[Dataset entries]

________________________________________

use crate::board::{Board, Direction};

/// One recorded push: the pushed box and the direction it moved one square.
#[derive(Debug, Clone, Copy, PartialEq, Eq)]
pub struct Movement {
    pub direction: Direction,
    pub box_no: usize,
}

/// Records the `(direction, box_no)` push events of a solver run and renders
/// them as a LURD string.
///
/// The solvers only emit pushes; the walks the player needs between pushes
/// are reconstructed here by replaying the pushes against a clone of the
/// starting board and routing the player with shortest paths.
#[derive(Debug, Default)]
pub struct MoveHistory {
    movements: Vec<Movement>,
}

impl MoveHistory {
    pub fn new() -> Self {
        MoveHistory::default()
    }

    pub fn add_movement(&mut self, direction: Direction, box_no: usize) {
        self.movements.push(Movement { direction, box_no });
    }

    pub fn len(&self) -> usize {
        self.movements.len()
    }

    pub fn is_empty(&self) -> bool {
        self.movements.is_empty()
    }

    /// Render the recorded pushes as a complete LURD string starting from
    /// `start`: lowercase walks to reach each pushing square, one uppercase
    /// letter per push.
    ///
    /// Panics if a recorded push is not executable on the replayed board;
    /// that would mean the solver recorded an invalid solution.
    pub fn to_lurd(&self, start: &Board) -> String {
        let mut board = start.clone();
        let mut lurd = String::new();

        for movement in &self.movements {
            let box_square = board.box_position(movement.box_no);
            let target = board
                .offset_position(box_square, movement.direction)
                .expect("recorded push leaves the board");
            let behind = board
                .offset_position(box_square, movement.direction.reverse())
                .expect("recorded push has no square to push from");

            if board.player_position != behind {
                let path = board
                    .player_path_to(behind)
                    .expect("player cannot reach the pushing square");
                for direction in path {
                    lurd.push(direction.walk_char());
                }
                board.player_position = behind;
            }

            board.push_box(box_square, target);
            board.player_position = box_square;
            lurd.push(movement.direction.push_char());
        }

        lurd
    }
}

/// Replay a LURD string against `board`, mutating it move by move.
/// Characters outside the LURD alphabet are ignored. Errors leave the board
/// in the state reached so far.
pub fn replay_lurd(board: &mut Board, lurd: &str) -> Result<(), String> {
    for ch in lurd.chars() {
        let Some((direction, is_push)) = Direction::from_lurd_char(ch) else {
            continue;
        };
        let next = board
            .offset_position(board.player_position, direction)
            .ok_or_else(|| format!("move '{}' walks off the board", ch))?;

        if is_push {
            if !board.is_box(next) {
                return Err(format!("push '{}' has no box to push", ch));
            }
            let destination = board
                .offset_position(next, direction)
                .ok_or_else(|| format!("push '{}' pushes off the board", ch))?;
            if !board.is_accessible_box(destination) {
                return Err(format!("push '{}' pushes into a blocked square", ch));
            }
            board.push_box(next, destination);
            board.player_position = next;
        } else {
            if !board.is_accessible(next) {
                return Err(format!("walk '{}' enters a blocked square", ch));
            }
            board.player_position = next;
        }
    }
    Ok(())
}
use crate::bits::SquareSet;
use crate::board::{Board, Direction};

/// Returns whether the box at `square` is freeze-deadlocked: it can never be
/// pushed again, and the frozen cluster it belongs to holds at least one box
/// that is not on a goal.
pub fn is_freeze_deadlock(board: &Board, square: usize) -> bool {
    assert!(board.is_box(square), "no box at square {}", square);
    let mut frozen = Frozen::new(board.size());
    frozen.is_frozen(board, square) && frozen.deadlocked
}

struct Frozen {
    visited: SquareSet,
    deadlocked: bool,
}

impl Frozen {
    fn new(square_count: usize) -> Self {
        Frozen {
            visited: SquareSet::new(square_count),
            deadlocked: false,
        }
    }

    fn is_frozen(&mut self, board: &Board, square: usize) -> bool {
        if board.is_wall(square) {
            return true;
        }
        if !board.is_box(square) {
            return false;
        }
        if self.visited.contains(square) {
            return true;
        }
        self.visited.insert(square);

        let frozen = (self.is_frozen_dir(board, square, Direction::Left)
            || self.is_frozen_dir(board, square, Direction::Right))
            && (self.is_frozen_dir(board, square, Direction::Up)
                || self.is_frozen_dir(board, square, Direction::Down));
        if frozen && !board.is_goal(square) {
            self.deadlocked = true;
        }
        frozen
    }

    fn is_frozen_dir(&mut self, board: &Board, square: usize, direction: Direction) -> bool {
        match board.offset_position(square, direction) {
            Some(next) => self.is_frozen(board, next),
            None => true,
        }
    }
}

#[cfg(test)]
mod tests {
    use super::*;

    #[test]
    fn test_box_in_corner_is_deadlocked() {
        let input = "####\n\
                     #$ #\n\
                     # .#\n\
                     #@##";
        let board = Board::from_text(input).unwrap();
        let box_square = board.box_position(0);
        assert!(is_freeze_deadlock(&board, box_square));
    }

    #[test]
    fn test_box_in_corner_on_goal_is_not_deadlocked() {
        let input = "####\n\
                     #* #\n\
                     #  #\n\
                     #@##";
        let board = Board::from_text(input).unwrap();
        let box_square = board.box_position(0);
        assert!(!is_freeze_deadlock(&board, box_square));
    }

    #[test]
    fn test_free_box_is_not_deadlocked() {
        let input = "#####\n\
                     #   #\n\
                     # $ #\n\
                     # . #\n\
                     # @ #\n\
                     #####";
        let board = Board::from_text(input).unwrap();
        let box_square = board.box_position(0);
        assert!(!is_freeze_deadlock(&board, box_square));
    }

    #[test]
    fn test_pair_of_boxes_against_wall_is_deadlocked() {
        // Two boxes side by side against the top wall freeze each other.
        let input = "######\n\
                     # $$ #\n\
                     #.. @#\n\
                     ######";
        let board = Board::from_text(input).unwrap();
        let box_square = board.box_position(0);
        assert!(is_freeze_deadlock(&board, box_square));
    }

    #[test]
    fn test_wall_blocked_axis_but_free_other_axis() {
        // Blocked left-right only: still pushable up or down.
        let input = "#####\n\
                     #   #\n\
                     ##$##\n\
                     # . #\n\
                     # @ #\n\
                     #####";
        let board = Board::from_text(input).unwrap();
        let box_square = board.box_position(0);
        assert!(!is_freeze_deadlock(&board, box_square));
    }
}
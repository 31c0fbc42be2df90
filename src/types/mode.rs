use std::fmt;

use serde::{Deserialize, Serialize};

/// How the published content reaches the remote
#[derive(Debug, Clone, Copy, Default, PartialEq, Eq, Serialize, Deserialize)]
#[serde(rename_all = "kebab-case")]
pub enum PublishMode {
    /// Push a new branch; existing history is never rewritten
    #[default]
    SafeBranch,
    /// Force-push over the remote's default branch
    DestructiveOverwrite,
}

impl PublishMode {
    pub fn as_str(&self) -> &'static str {
        match self {
            PublishMode::SafeBranch => "safe-branch",
            PublishMode::DestructiveOverwrite => "destructive-overwrite",
        }
    }

    pub fn is_destructive(&self) -> bool {
        matches!(self, PublishMode::DestructiveOverwrite)
    }
}

impl fmt::Display for PublishMode {
    fn fmt(&self, f: &mut fmt::Formatter<'_>) -> fmt::Result {
        f.write_str(self.as_str())
    }
}
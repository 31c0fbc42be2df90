//! Replace a clone's working tree with the contents of a source directory.

use std::fs;
use std::io;
use std::path::Path;

use walkdir::WalkDir;

/// Version-control metadata, never deleted from the clone and never copied
/// from the source at any depth
pub const VCS_DIR: &str = ".git";

/// What [`replace_content`] touched
#[derive(Debug, Clone, Copy, Default, PartialEq, Eq)]
pub struct ContentStats {
    /// Top-level entries removed from the clone
    pub removed: usize,
    /// Files and symlinks copied from the source
    pub copied: usize,
}

/// Make `clone`'s working tree mirror `source`, leaving all `.git` entries alone.
///
/// Nested repositories in the source are published as plain files: their
/// `.git` is dropped so git stages the files instead of a gitlink.
pub fn replace_content(source: &Path, clone: &Path) -> io::Result<ContentStats> {
    let removed = clear_worktree(clone)?;

    // The clone may live inside the source (scratch root under the source dir)
    let exclude = clone.canonicalize()?;
    let copied = copy_tree(source, clone, &exclude)?;

    Ok(ContentStats { removed, copied })
}

/// Delete every top-level entry of `dir` except `.git`
pub fn clear_worktree(dir: &Path) -> io::Result<usize> {
    let mut removed = 0;

    for entry in fs::read_dir(dir)? {
        let entry = entry?;
        if entry.file_name() == VCS_DIR {
            continue;
        }

        if entry.file_type()?.is_dir() {
            fs::remove_dir_all(entry.path())?;
        } else {
            fs::remove_file(entry.path())?;
        }
        removed += 1;
    }

    Ok(removed)
}

/// Copy `source` into `dest`, skipping every `.git` entry and `exclude`
pub fn copy_tree(source: &Path, dest: &Path, exclude: &Path) -> io::Result<usize> {
    let source = source.canonicalize()?;
    let mut copied = 0;

    let walker = WalkDir::new(&source)
        .min_depth(1)
        .follow_links(false)
        .sort_by_file_name()
        .into_iter()
        .filter_entry(|e| e.file_name() != VCS_DIR && e.path() != exclude);

    for entry in walker {
        let entry = entry.map_err(io::Error::from)?;
        let rel = entry
            .path()
            .strip_prefix(&source)
            .map_err(io::Error::other)?;
        let target = dest.join(rel);
        let file_type = entry.file_type();

        if file_type.is_dir() {
            fs::create_dir_all(&target)?;
        } else if file_type.is_symlink() {
            copy_symlink(entry.path(), &target)?;
            copied += 1;
        } else {
            fs::copy(entry.path(), &target)?;
            copied += 1;
        }
    }

    Ok(copied)
}

#[cfg(unix)]
fn copy_symlink(link: &Path, target: &Path) -> io::Result<()> {
    let pointee = fs::read_link(link)?;
    std::os::unix::fs::symlink(pointee, target)
}

#[cfg(not(unix))]
fn copy_symlink(link: &Path, target: &Path) -> io::Result<()> {
    fs::copy(link, target).map(|_| ())
}
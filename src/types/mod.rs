mod config;
mod mode;

pub use config::{Config, CONFIG_FILE};
pub use mode::PublishMode;
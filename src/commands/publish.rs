use std::path::PathBuf;

use anyhow::{Context, Result};

use crate::git::GitCli;
use crate::output::Output;
use crate::publish::{
    Outcome, PublishResult, Publisher, RunConfig, RunOptions, StdinConfirm, SystemClock,
};
use crate::types::{Config, PublishMode};

/// Options for the publish command
pub struct PublishOptions {
    /// Directory whose contents become the branch content
    pub source: PathBuf,
    pub remote: Option<String>,
    pub branch: Option<String>,
    /// Force-push over the default branch instead of creating a new one
    pub overwrite_default: bool,
    pub keep_clone: bool,
    /// Explicit config file (default: `<source>/.spiegel.yaml`)
    pub config: Option<PathBuf>,
}

/// Publish a directory to a remote.
///
/// Aborting the overwrite prompt is not an error: the returned result carries
/// `Outcome::Aborted` and the caller maps it to the exit status.
pub fn publish(opts: PublishOptions, out: &Output) -> Result<PublishResult> {
    let config = Config::discover(opts.config.as_deref(), &opts.source)?;

    let mode = if opts.overwrite_default {
        PublishMode::DestructiveOverwrite
    } else {
        PublishMode::SafeBranch
    };

    let run_opts = RunOptions {
        remote: opts.remote,
        source: opts.source,
        branch: opts.branch,
        mode,
        keep_clone: opts.keep_clone,
    };
    let run = RunConfig::resolve(run_opts, &config, &SystemClock)?;

    out.verbose(&format!("mode: {}", run.mode));
    out.verbose(&format!("source: {}", run.source.display()));
    out.verbose(&format!("scratch root: {}", run.scratch_root.display()));

    let git = GitCli::new().with_identity(config.identity());
    let confirm = StdinConfirm;
    let publisher = Publisher::new(&git, &confirm, out);

    let result = match publisher.publish(&run) {
        Ok(result) => result,
        Err(failure) if failure.error.is_abort() => PublishResult::from_failure(&run, &failure),
        Err(failure) => {
            if out.is_json() {
                print_json(&PublishResult::from_failure(&run, &failure))?;
            }
            return Err(failure.error)
                .context(format!("publishing {} failed", run.source.display()));
        }
    };

    report(&result, out)?;
    Ok(result)
}

fn report(result: &PublishResult, out: &Output) -> Result<()> {
    if out.is_json() {
        return print_json(result);
    }

    match result.outcome {
        Outcome::Published => {
            if let Some(commit) = &result.commit {
                out.verbose(&format!("commit {}", commit));
            }
            out.success(&result.reason);
        }
        Outcome::Unchanged => out.success(&result.reason),
        Outcome::Aborted => out.status("Aborted", &result.reason),
        Outcome::Failed => out.warn(&result.reason),
    }

    if let Some(dir) = &result.clone_dir {
        out.info(&format!("Clone kept at {}", dir.display()));
    }

    Ok(())
}

fn print_json(result: &PublishResult) -> Result<()> {
    let json = serde_json::to_string_pretty(result)?;
    println!("{}", json);
    Ok(())
}
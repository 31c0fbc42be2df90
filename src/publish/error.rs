use std::fmt;
use std::io;
use std::path::PathBuf;

use thiserror::Error;

use super::state::Step;
use crate::git::VcsError;
use crate::naming::BranchNameError;

/// Reasons a publish run stops before producing a successful result
#[derive(Debug, Error)]
pub enum PublishError {
    /// The version-control executable cannot be run
    #[error("required executable is unavailable")]
    Environment {
        #[source]
        source: VcsError,
    },

    /// Clone or push could not reach or authenticate to the remote
    #[error("remote access failed during {step}")]
    RemoteAccess {
        step: Step,
        #[source]
        source: VcsError,
    },

    /// Destructive overwrite was not confirmed
    #[error("overwrite of '{branch}' was not confirmed; nothing was pushed")]
    Aborted { branch: String },

    /// The remote already has the branch with history we would not fast-forward
    #[error("remote rejected '{branch}'; it already exists with diverging history, choose another branch name")]
    PushConflict {
        branch: String,
        #[source]
        source: VcsError,
    },

    #[error("no remote given; pass --remote or set `remote` in the config file")]
    MissingRemote,

    #[error("source directory {} {reason}", .path.display())]
    Source { path: PathBuf, reason: String },

    #[error(transparent)]
    InvalidBranch(#[from] BranchNameError),

    /// Safe mode must never move the remote's default branch
    #[error("'{branch}' is the remote's default branch; safe-branch mode only creates new branches")]
    DefaultBranchTarget { branch: String },

    #[error("could not determine the remote's default branch")]
    NoDefaultBranch,

    #[error("{step} failed")]
    Git {
        step: Step,
        #[source]
        source: VcsError,
    },

    #[error("{step} failed")]
    Io {
        step: Step,
        #[source]
        source: io::Error,
    },
}

impl PublishError {
    /// Map a version-control failure at `step` onto the publish taxonomy
    pub fn from_vcs(step: Step, source: VcsError) -> Self {
        match source {
            VcsError::NotInstalled(_) => PublishError::Environment { source },
            VcsError::Remote { .. } => PublishError::RemoteAccess { step, source },
            VcsError::Rejected { branch, detail } => PublishError::PushConflict {
                branch: branch.clone(),
                source: VcsError::Rejected { branch, detail },
            },
            other => PublishError::Git {
                step,
                source: other,
            },
        }
    }

    pub fn io(step: Step) -> impl FnOnce(io::Error) -> Self {
        move |source| PublishError::Io { step, source }
    }

    pub fn is_abort(&self) -> bool {
        matches!(self, PublishError::Aborted { .. })
    }

    /// Step the run stopped at, when the error is tied to one
    pub fn step(&self) -> Option<Step> {
        match self {
            PublishError::Environment { .. } => Some(Step::Preflight),
            PublishError::RemoteAccess { step, .. }
            | PublishError::Git { step, .. }
            | PublishError::Io { step, .. } => Some(*step),
            PublishError::Aborted { .. } => Some(Step::Confirm),
            PublishError::PushConflict { .. } => Some(Step::Push),
            PublishError::DefaultBranchTarget { .. } => Some(Step::PrepareBranch),
            PublishError::NoDefaultBranch => Some(Step::DetectDefaultBranch),
            PublishError::MissingRemote
            | PublishError::Source { .. }
            | PublishError::InvalidBranch(_) => None,
        }
    }

    /// Branch the error is about, if it names one
    pub fn branch(&self) -> Option<&str> {
        match self {
            PublishError::Aborted { branch }
            | PublishError::PushConflict { branch, .. }
            | PublishError::DefaultBranchTarget { branch } => Some(branch.as_str()),
            _ => None,
        }
    }
}

/// A run that ended in a [`PublishError`], with the clone it left on disk
#[derive(Debug)]
pub struct RunFailure {
    pub error: PublishError,
    /// Ephemeral clone kept for inspection or because `keep_clone` was set
    pub clone_dir: Option<PathBuf>,
}

impl fmt::Display for RunFailure {
    fn fmt(&self, f: &mut fmt::Formatter<'_>) -> fmt::Result {
        self.error.fmt(f)
    }
}

impl std::error::Error for RunFailure {
    fn source(&self) -> Option<&(dyn std::error::Error + 'static)> {
        std::error::Error::source(&self.error)
    }
}

impl From<PublishError> for RunFailure {
    fn from(error: PublishError) -> Self {
        Self {
            error,
            clone_dir: None,
        }
    }
}

#[cfg(test)]
mod tests {
    use super::*;

    #[test]
    fn test_from_vcs_classifies() {
        let env = PublishError::from_vcs(Step::Preflight, VcsError::NotInstalled("git".into()));
        assert!(matches!(env, PublishError::Environment { .. }));

        let remote = PublishError::from_vcs(
            Step::Clone,
            VcsError::Remote {
                action: "clone",
                detail: "Could not resolve host".into(),
            },
        );
        assert!(matches!(remote, PublishError::RemoteAccess { step: Step::Clone, .. }));

        let conflict = PublishError::from_vcs(
            Step::Push,
            VcsError::Rejected {
                branch: "export-1".into(),
                detail: "fetch first".into(),
            },
        );
        assert_eq!(conflict.branch(), Some("export-1"));
        assert_eq!(conflict.step(), Some(Step::Push));

        let other = PublishError::from_vcs(
            Step::Commit,
            VcsError::Command {
                command: "git commit".into(),
                detail: "boom".into(),
            },
        );
        assert!(matches!(other, PublishError::Git { step: Step::Commit, .. }));
    }

    #[test]
    fn test_abort_is_not_a_failure_step() {
        let err = PublishError::Aborted {
            branch: "main".into(),
        };
        assert!(err.is_abort());
        assert_eq!(err.step(), Some(Step::Confirm));
        assert!(err.to_string().contains("main"));
    }
}
//! Helpers for tests that need real repositories on disk.

use std::fs;
use std::path::Path;
use std::process::Command;

use git2::{ObjectType, Oid, Repository, RepositoryInitOptions, Signature, TreeWalkMode, TreeWalkResult};
use tempfile::TempDir;

use crate::git::GitCli;

/// GitCli with a fixed identity so commits work without a user git config
pub fn git() -> GitCli {
    GitCli::new().with_identity(Some((
        "Test User".to_string(),
        "test@test.com".to_string(),
    )))
}

/// Path of a local repository as a clone URL
pub fn url(dir: &TempDir) -> String {
    dir.path().display().to_string()
}

/// Create a working repository on `branch` with a single README.md commit
pub fn create_test_repo(branch: &str) -> (TempDir, Repository) {
    let dir = TempDir::new().unwrap();
    let repo = init_repo_at(dir.path(), branch);
    (dir, repo)
}

/// Initialize a working repository at `path` with a single README.md commit
pub fn init_repo_at(path: &Path, branch: &str) -> Repository {
    let mut opts = RepositoryInitOptions::new();
    opts.initial_head(branch);
    let repo = Repository::init_opts(path, &opts).unwrap();

    {
        let sig = Signature::now("Test User", "test@test.com").unwrap();
        let tree_id = {
            let mut index = repo.index().unwrap();
            fs::write(path.join("README.md"), "# Test").unwrap();
            index.add_path(Path::new("README.md")).unwrap();
            index.write().unwrap();
            index.write_tree().unwrap()
        };
        let tree = repo.find_tree(tree_id).unwrap();
        repo.commit(Some("HEAD"), &sig, &sig, "Initial commit", &tree, &[])
            .unwrap();
    }

    repo
}

/// Create a bare remote. With `Some(branch)` it holds one commit on that
/// branch and HEAD points at it; with `None` it is empty.
pub fn create_remote(branch: Option<&str>) -> TempDir {
    let bare_dir = TempDir::new().unwrap();
    let mut opts = RepositoryInitOptions::new();
    opts.bare(true).initial_head(branch.unwrap_or("main"));
    Repository::init_opts(bare_dir.path(), &opts).unwrap();

    if let Some(branch) = branch {
        let (work_dir, _repo) = create_test_repo(branch);
        let output = Command::new("git")
            .arg("-C")
            .arg(work_dir.path())
            .arg("push")
            .arg("--quiet")
            .arg(bare_dir.path())
            .arg(format!("HEAD:refs/heads/{}", branch))
            .output()
            .unwrap();
        assert!(
            output.status.success(),
            "seeding remote failed: {}",
            String::from_utf8_lossy(&output.stderr)
        );
    }

    bare_dir
}

/// Tip of `refs/heads/<branch>` in any repository (bare or `.git` dir)
pub fn branch_tip(repo_path: &Path, branch: &str) -> Option<Oid> {
    let repo = Repository::open(repo_path).unwrap();
    repo.find_reference(&format!("refs/heads/{}", branch))
        .ok()
        .and_then(|r| r.target())
}

/// Sorted file paths in the tree of `refs/heads/<branch>`
pub fn branch_files(repo_path: &Path, branch: &str) -> Vec<String> {
    let repo = Repository::open(repo_path).unwrap();
    let oid = branch_tip(repo_path, branch).expect("branch should exist");
    let tree = repo.find_commit(oid).unwrap().tree().unwrap();

    let mut files = Vec::new();
    tree.walk(TreeWalkMode::PreOrder, |root, entry| {
        if entry.kind() == Some(ObjectType::Blob) {
            files.push(format!("{}{}", root, entry.name().unwrap()));
        }
        TreeWalkResult::Ok
    })
    .unwrap();
    files.sort();
    files
}

/// Number of commits reachable from `refs/heads/<branch>`
pub fn commit_count(repo_path: &Path, branch: &str) -> usize {
    let repo = Repository::open(repo_path).unwrap();
    let oid = branch_tip(repo_path, branch).expect("branch should exist");
    let mut walk = repo.revwalk().unwrap();
    walk.push(oid).unwrap();
    walk.count()
}

/// Whether `ancestor` is reachable from the tip of `refs/heads/<branch>`
pub fn is_ancestor(repo_path: &Path, ancestor: Oid, branch: &str) -> bool {
    let repo = Repository::open(repo_path).unwrap();
    let tip = branch_tip(repo_path, branch).expect("branch should exist");
    tip == ancestor || repo.graph_descendant_of(tip, ancestor).unwrap()
}

/// Write `content` to `root/rel`, creating parent directories
pub fn write_file(root: &Path, rel: &str, content: &str) {
    let path = root.join(rel);
    if let Some(parent) = path.parent() {
        fs::create_dir_all(parent).unwrap();
    }
    fs::write(path, content).unwrap();
}
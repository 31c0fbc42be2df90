use std::process::Command;

/// Ask git for the nearest release tag (vX.Y.Z only, no pre-release suffixes).
fn describe_release() -> Option<String> {
    let output = Command::new("git")
        .args(["describe", "--tags", "--match", "v[0-9]*", "--exclude", "*-*", "--always"])
        .output()
        .ok()?;

    if !output.status.success() {
        return None;
    }

    let described = String::from_utf8(output.stdout).ok()?.trim().to_string();
    if described.is_empty() {
        return None;
    }

    // v1.2.0-4-gdeadbee -> 1.2.0-4-gdeadbee, bare hash -> 0.0.0-g<hash>
    match described.strip_prefix('v') {
        Some(version) => Some(version.to_string()),
        None => Some(format!("0.0.0-g{}", described)),
    }
}

fn main() {
    let version = std::env::var("RELEASE_VERSION")
        .ok()
        .filter(|v| !v.is_empty())
        .or_else(describe_release)
        .unwrap_or_else(|| env!("CARGO_PKG_VERSION").to_string());

    println!("cargo:rustc-env=SPIEGEL_VERSION={}", version);
    println!("cargo:rerun-if-env-changed=RELEASE_VERSION");
    println!("cargo:rerun-if-changed=.git/HEAD");
    println!("cargo:rerun-if-changed=.git/refs/tags");
}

________________________________________

PROBLEM DESCRIPTION => Write out each line above with the word "Environment".

WRITTEN SOLUTION =>
    Environment {
            VcsError::NotInstalled(_) => PublishError::Environment { source },
            PublishError::Environment { .. } => Some(Step::Preflight),
        assert!(matches!(env, PublishError::Environment { .. }));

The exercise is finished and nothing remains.